My knees slowly bent, dousing my ass in the thousand-year old paddy cesspool adorned of floating turds and ammonia piss.

Ricki Dicki and Kanon close on, slowly sank in unison.

Now so positioned as to only be barely able to see over the paddy dike, we hoped the enemy could see us no more.

A burst chewed the water about us. We in response immersed further into the filth.

In silence I led the two on a slow duck-walk to the mudshit mixture composing the slanted dike wall.

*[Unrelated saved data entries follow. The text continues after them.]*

//! Ship movement integration
//!
//! Tuning constants were authored per 60 Hz frame, so every rate is scaled by
//! `delta * 60` to behave the same at any frame rate.

use super::state::{InputState, ShipState};
use crate::config::{Config, RollAxis};
use crate::frame_scale;

/// Advance the ship's lateral and forward state by `delta` seconds
pub fn integrate_ship(ship: &mut ShipState, input: &InputState, config: &Config, delta: f32) {
    let scale = frame_scale(delta);

    // Steering: opposing inputs cancel out
    if input.left && !input.right {
        ship.lateral_velocity -= config.acceleration * scale;
    } else if input.right && !input.left {
        ship.lateral_velocity += config.acceleration * scale;
    }
    ship.lateral_velocity = ship
        .lateral_velocity
        .clamp(-config.max_lateral_speed, config.max_lateral_speed);
    ship.lateral_velocity *= config.friction.powf(scale);

    ship.boost_velocity = if input.boost {
        config.boost_speed
    } else {
        (ship.boost_velocity - config.boost_decay * scale).max(0.0)
    };

    let bounds = config.lateral_bounds();
    ship.position.x = (ship.position.x + ship.lateral_velocity * scale).clamp(-bounds, bounds);

    if !config.disable_z_movement {
        ship.position.z -= (config.forward_speed + ship.boost_velocity) * scale;
    }

    // Bank into the turn
    let roll = -ship.lateral_velocity * config.rotation_sensitivity;
    match config.ship(ship.id).roll_axis {
        RollAxis::Z => ship.rotation.z = roll,
        RollAxis::X => ship.rotation.x = roll,
    }
}

#[cfg(test)]
mod tests {
    use super::*;
    use crate::config::ShipId;
    use crate::sim::factory::build_ship;
    use proptest::prelude::*;

    const FRAME: f32 = 1.0 / 60.0;

    fn ship() -> (ShipState, Config) {
        let config = Config::default();
        (build_ship(ShipId::Speeder, &config), config)
    }

    #[test]
    fn test_forward_motion_per_frame() {
        let (mut ship, config) = ship();
        integrate_ship(&mut ship, &InputState::default(), &config, FRAME);
        assert!((ship.position.z - (-2.5)).abs() < 1e-4);
        assert_eq!(ship.position.x, 0.0);
        assert_eq!(ship.rotation.z, 0.0);
    }

    #[test]
    fn test_steer_left_banks_right() {
        let (mut ship, config) = ship();
        let input = InputState { left: true, ..Default::default() };
        integrate_ship(&mut ship, &input, &config, FRAME);

        // -0.085 then friction 0.88
        let expected = -0.085 * 0.88;
        assert!((ship.lateral_velocity - expected).abs() < 1e-5);
        assert!(ship.position.x < 0.0);
        assert!(ship.rotation.z > 0.0);
    }

    #[test]
    fn test_opposing_inputs_cancel() {
        let (mut ship, config) = ship();
        let input = InputState { left: true, right: true, boost: false };
        integrate_ship(&mut ship, &input, &config, FRAME);
        assert_eq!(ship.lateral_velocity, 0.0);
        assert_eq!(ship.position.x, 0.0);
    }

    #[test]
    fn test_boost_sets_then_decays_linearly() {
        let (mut ship, config) = ship();
        let boost = InputState { boost: true, ..Default::default() };
        integrate_ship(&mut ship, &boost, &config, FRAME);
        assert_eq!(ship.boost_velocity, config.boost_speed);
        assert!((ship.position.z - (-(2.5 + 2.7))).abs() < 1e-4);

        integrate_ship(&mut ship, &InputState::default(), &config, FRAME);
        assert!((ship.boost_velocity - (2.7 - 0.02)).abs() < 1e-5);

        // Long coast floors at zero
        for _ in 0..1000 {
            integrate_ship(&mut ship, &InputState::default(), &config, FRAME);
        }
        assert_eq!(ship.boost_velocity, 0.0);
    }

    #[test]
    fn test_frame_rate_independent_distance() {
        let (mut a, config) = ship();
        let mut b = a.clone();
        for _ in 0..60 {
            integrate_ship(&mut a, &InputState::default(), &config, 1.0 / 60.0);
        }
        for _ in 0..30 {
            integrate_ship(&mut b, &InputState::default(), &config, 1.0 / 30.0);
        }
        assert!((a.position.z - b.position.z).abs() < 1e-2);
    }

    #[test]
    fn test_disable_z_movement() {
        let (mut ship, mut config) = ship();
        config.disable_z_movement = true;
        let input = InputState { boost: true, ..Default::default() };
        integrate_ship(&mut ship, &input, &config, FRAME);
        assert_eq!(ship.position.z, 0.0);
    }

    #[test]
    fn test_roll_axis_x() {
        let (mut ship, mut config) = ship();
        config.speeder.roll_axis = RollAxis::X;
        let input = InputState { right: true, ..Default::default() };
        integrate_ship(&mut ship, &input, &config, FRAME);
        assert!(ship.rotation.x < 0.0);
        assert_eq!(ship.rotation.z, 0.0);
    }

    #[test]
    fn test_hold_left_never_leaves_track() {
        let (mut ship, config) = ship();
        let input = InputState { left: true, ..Default::default() };
        for _ in 0..10_000 {
            integrate_ship(&mut ship, &input, &config, 0.1);
            assert!(ship.position.x.abs() <= config.track_width / 2.0);
        }
        assert_eq!(ship.position.x, -config.lateral_bounds());
    }

    proptest! {
        #[test]
        fn prop_lateral_position_stays_on_track(
            steps in proptest::collection::vec(
                (any::<bool>(), any::<bool>(), any::<bool>(), 0.0f32..0.1),
                1..400,
            )
        ) {
            let (mut ship, config) = ship();
            for (left, right, boost, delta) in steps {
                integrate_ship(&mut ship, &InputState { left, right, boost }, &config, delta);
                prop_assert!(ship.position.x.abs() <= config.lateral_bounds());
                prop_assert!(ship.lateral_velocity.abs() <= config.max_lateral_speed);
                prop_assert!(ship.boost_velocity >= 0.0);
            }
        }
    }
}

I raised my sixteen over the dike and sprayed. The AKs coughed. Ricki Dicki caught a round over each shoulder through his battle shirt, not even grazing the skin. Not even a scratch. Ricki Dicki was our simpleton. There appears a replication of the sort in almost every group. The fella whose mind can’t hold a thought, who smiles at all and somehow stumbles through by sheer luck or so it seems. To us he was the “kid,” the flake, the dope who everyone looks after, the mascot, the butt of jokes and the gopher for whatever you need.  Apparently the basis for the bromide God, suffers drunks and fools. Everyone felt an obligation to care for the dipshit. We treated him with disdain but should anyone from outside the group abuse Ricki Dicki we would all rally to his defense.

Ricki Dicki’s lips parted in a grin as big as the moon. He howled with laughter, as well as the unmitigated joy and unalloyed elation at his head having not been shattered, splattering his grey brains out over the recently planted green rice shoots. With his back to the dike wall he continued his unabated celebration.

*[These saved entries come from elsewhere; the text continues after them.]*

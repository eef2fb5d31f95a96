//! Ordered, transactional schema patches.
//!
//! A database records the newest patch applied to it in a single
//! `parameter_data` row. The [`Runner`] compares it with the patches a
//! [`Loader`] discovers and applies the newer ones in `(generation, version)`
//! order, each inside its own transaction together with the version update.
//!
//! Patches are either SQL scripts or [`Patch`] implementations. The latter
//! receive a [`Session`] and read and write rows through frozen snapshots of
//! one generation, see [`snapshot`].
//!
//! # Features
//!
//! - **`pg`** - PostgreSQL support
//! - **`sqlite`** - SQLite support
//!
//! Both are enabled by default.

#![forbid(unsafe_code)]

mod config;
mod error;
mod loader;
mod patch;
mod runner;

pub use config::{
    Config, ConfigBuilder, DEFAULT_BATCH_SIZE, DEFAULT_CODE_EXTENSION, SCHEMA_VERSION_FIELD,
};
pub use error::{MigrateError, Result};
pub use loader::Loader;
pub use patch::{
    ParseKeyError, Patch, PatchBody, PatchDescriptor, PatchKey, PatchKind, PatchSource,
};
pub use runner::{Runner, Status};

pub use patchkit_snapshot::{Context, Session};
pub use patchkit_sql::{Backend, BatchDefault, DefaultReport};

pub use patchkit_snapshot as snapshot;
pub use patchkit_sql as sql;
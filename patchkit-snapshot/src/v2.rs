//! Generation 2: integer keys, a single audit entry per row with a dirty flag.

use chrono::{DateTime, Utc};
use patchkit_sql::Record;

use crate::generation::{AuditEntry, AuditLayout, Generation, KeyKind, Shape};

#[derive(Debug, Clone, Copy, PartialEq, Eq)]
pub struct V2;

impl Generation for V2 {
    const SHAPE: Shape = Shape {
        number: 2,
        key: KeyKind::Int,
        audit: AuditLayout::Single { actor: true },
    };

    type Id = i64;
    type Entry = TransactionEntry;
}

#[derive(Debug, Clone, PartialEq)]
pub struct TransactionEntry {
    pub id: i64,
    pub te_time: DateTime<Utc>,
    pub user_id: Option<i64>,
    pub station_id: Option<i64>,
    pub dirty: bool,
}

impl AuditEntry for TransactionEntry {
    const COLUMNS: &'static [&'static str] = &["id", "te_time", "user_id", "station_id", "dirty"];

    fn decode(record: &Record) -> patchkit_sql::Result<Self> {
        Ok(Self {
            id: record.get("id")?,
            te_time: record.get("te_time")?,
            user_id: record.get("user_id")?,
            station_id: record.get("station_id")?,
            dirty: record.get("dirty")?,
        })
    }
}
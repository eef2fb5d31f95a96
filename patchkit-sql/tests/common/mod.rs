#![allow(dead_code)]

use sqlx::sqlite::SqlitePoolOptions;
use sqlx::SqlitePool;

pub async fn create_sqlite_pool() -> anyhow::Result<SqlitePool> {
    let pool = SqlitePoolOptions::new()
        .max_connections(1)
        .idle_timeout(None)
        .max_lifetime(None)
        .connect("sqlite::memory:")
        .await?;

    Ok(pool)
}

/// `company` filled with `rows` rows, plus an empty `store` table referencing it.
pub async fn create_company(pool: &SqlitePool, rows: i64) -> anyhow::Result<()> {
    sqlx::raw_sql(
        r#"
        CREATE TABLE company (
            id INTEGER PRIMARY KEY,
            name TEXT NOT NULL,
            code TEXT NOT NULL UNIQUE,
            created_at DATETIME DEFAULT CURRENT_TIMESTAMP
        );
        CREATE INDEX ix_company_name ON company (name);
        CREATE TABLE store (
            id INTEGER PRIMARY KEY,
            company_id INTEGER NOT NULL REFERENCES company (id),
            name TEXT NOT NULL
        );
        "#,
    )
    .execute(pool)
    .await?;

    sqlx::query(
        r#"
        WITH RECURSIVE seq(n) AS (SELECT 1 UNION ALL SELECT n + 1 FROM seq WHERE n < $1)
        INSERT INTO company (id, name, code)
        SELECT n, 'company ' || n, 'C' || n FROM seq WHERE n <= $1
        "#,
    )
    .bind(rows)
    .execute(pool)
    .await?;

    Ok(())
}
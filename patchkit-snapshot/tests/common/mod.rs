#![allow(dead_code)]

use patchkit_snapshot::{Context, Session, SessionOptions};
use sqlx::sqlite::SqlitePoolOptions;
use sqlx::{Sqlite, SqlitePool};

pub async fn create_sqlite_pool(generation: u8) -> anyhow::Result<SqlitePool> {
    let pool = SqlitePoolOptions::new()
        .max_connections(1)
        .idle_timeout(None)
        .max_lifetime(None)
        .connect("sqlite::memory:")
        .await?;

    sqlx::raw_sql(schema(generation)).execute(&pool).await?;

    Ok(pool)
}

pub async fn begin(
    pool: &SqlitePool,
    generation: u8,
    context: Context,
) -> anyhow::Result<Session<Sqlite>> {
    let options = SessionOptions::default()
        .generation(generation)
        .context(context);

    Ok(Session::begin(pool, options).await?)
}

pub async fn count(pool: &SqlitePool, table: &str) -> anyhow::Result<i64> {
    let count = sqlx::query_scalar(&format!("SELECT COUNT(*) FROM {table}"))
        .fetch_one(pool)
        .await?;

    Ok(count)
}

fn schema(generation: u8) -> &'static str {
    match generation {
        1 => {
            r#"
            CREATE TABLE transaction_entry (
                id INTEGER PRIMARY KEY,
                te_time DATETIME NOT NULL,
                user_id INTEGER,
                station_id INTEGER
            );
            CREATE TABLE city_location (
                id INTEGER PRIMARY KEY,
                te_created_id INTEGER NOT NULL REFERENCES transaction_entry (id),
                te_modified_id INTEGER NOT NULL REFERENCES transaction_entry (id),
                city TEXT NOT NULL,
                state TEXT,
                country TEXT NOT NULL DEFAULT 'Brazil'
            );
            "#
        }
        2 => {
            r#"
            CREATE TABLE transaction_entry (
                id INTEGER PRIMARY KEY,
                te_time DATETIME NOT NULL,
                user_id INTEGER,
                station_id INTEGER,
                dirty BOOLEAN NOT NULL DEFAULT 0
            );
            CREATE TABLE city_location (
                id INTEGER PRIMARY KEY,
                te_id INTEGER REFERENCES transaction_entry (id),
                city TEXT NOT NULL,
                state TEXT,
                country TEXT NOT NULL DEFAULT 'Brazil'
            );
            "#
        }
        3 => {
            r#"
            CREATE TABLE transaction_entry (
                id BLOB PRIMARY KEY,
                te_time DATETIME NOT NULL,
                user_id BLOB,
                station_id BLOB,
                dirty BOOLEAN NOT NULL DEFAULT 0
            );
            CREATE TABLE city_location (
                id BLOB PRIMARY KEY,
                te_id BLOB NOT NULL REFERENCES transaction_entry (id),
                city TEXT NOT NULL,
                state TEXT,
                country TEXT NOT NULL DEFAULT 'Brazil'
            );
            "#
        }
        _ => {
            r#"
            CREATE TABLE transaction_entry (
                id BLOB PRIMARY KEY,
                te_time DATETIME NOT NULL,
                dirty BOOLEAN NOT NULL DEFAULT 0
            );
            CREATE TABLE city_location (
                id BLOB PRIMARY KEY,
                te_id BLOB NOT NULL REFERENCES transaction_entry (id),
                city TEXT NOT NULL,
                state TEXT,
                country TEXT NOT NULL DEFAULT 'Brazil'
            );
            "#
        }
    }
}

Kanon reached over to pat his chest, attempting to calm him down, that is to say shut him up. He pounded with increasing force, hoping Ricki Dicki would get the idea before he had to shout, “Shut the fuck-up,” thereby, drawing more unwanted and unneeded attention.

I moved; crouched along the dike wall, smelling of the accumulated feces of people, water bull and fowl, mixed into the muck.

For the many millionth time in the nine months since my arrival in-country the voice in my head said, fucking filthy people, live like animals. They were, to me, bête noire.

Raising my right hand, I signaled for Kanon to move on down to where the dike wall corners so we can triangulate our fire.

I motioned the now quieting Ricki Dicki to stay close on my ass. I slided along hoping to spot something to waste.

Failing, I popped a grenade, held it for a frightening long count, then heaved the bitch. The explosion was deafening, regrettably there was no responding fire to reveal the Cong’s location.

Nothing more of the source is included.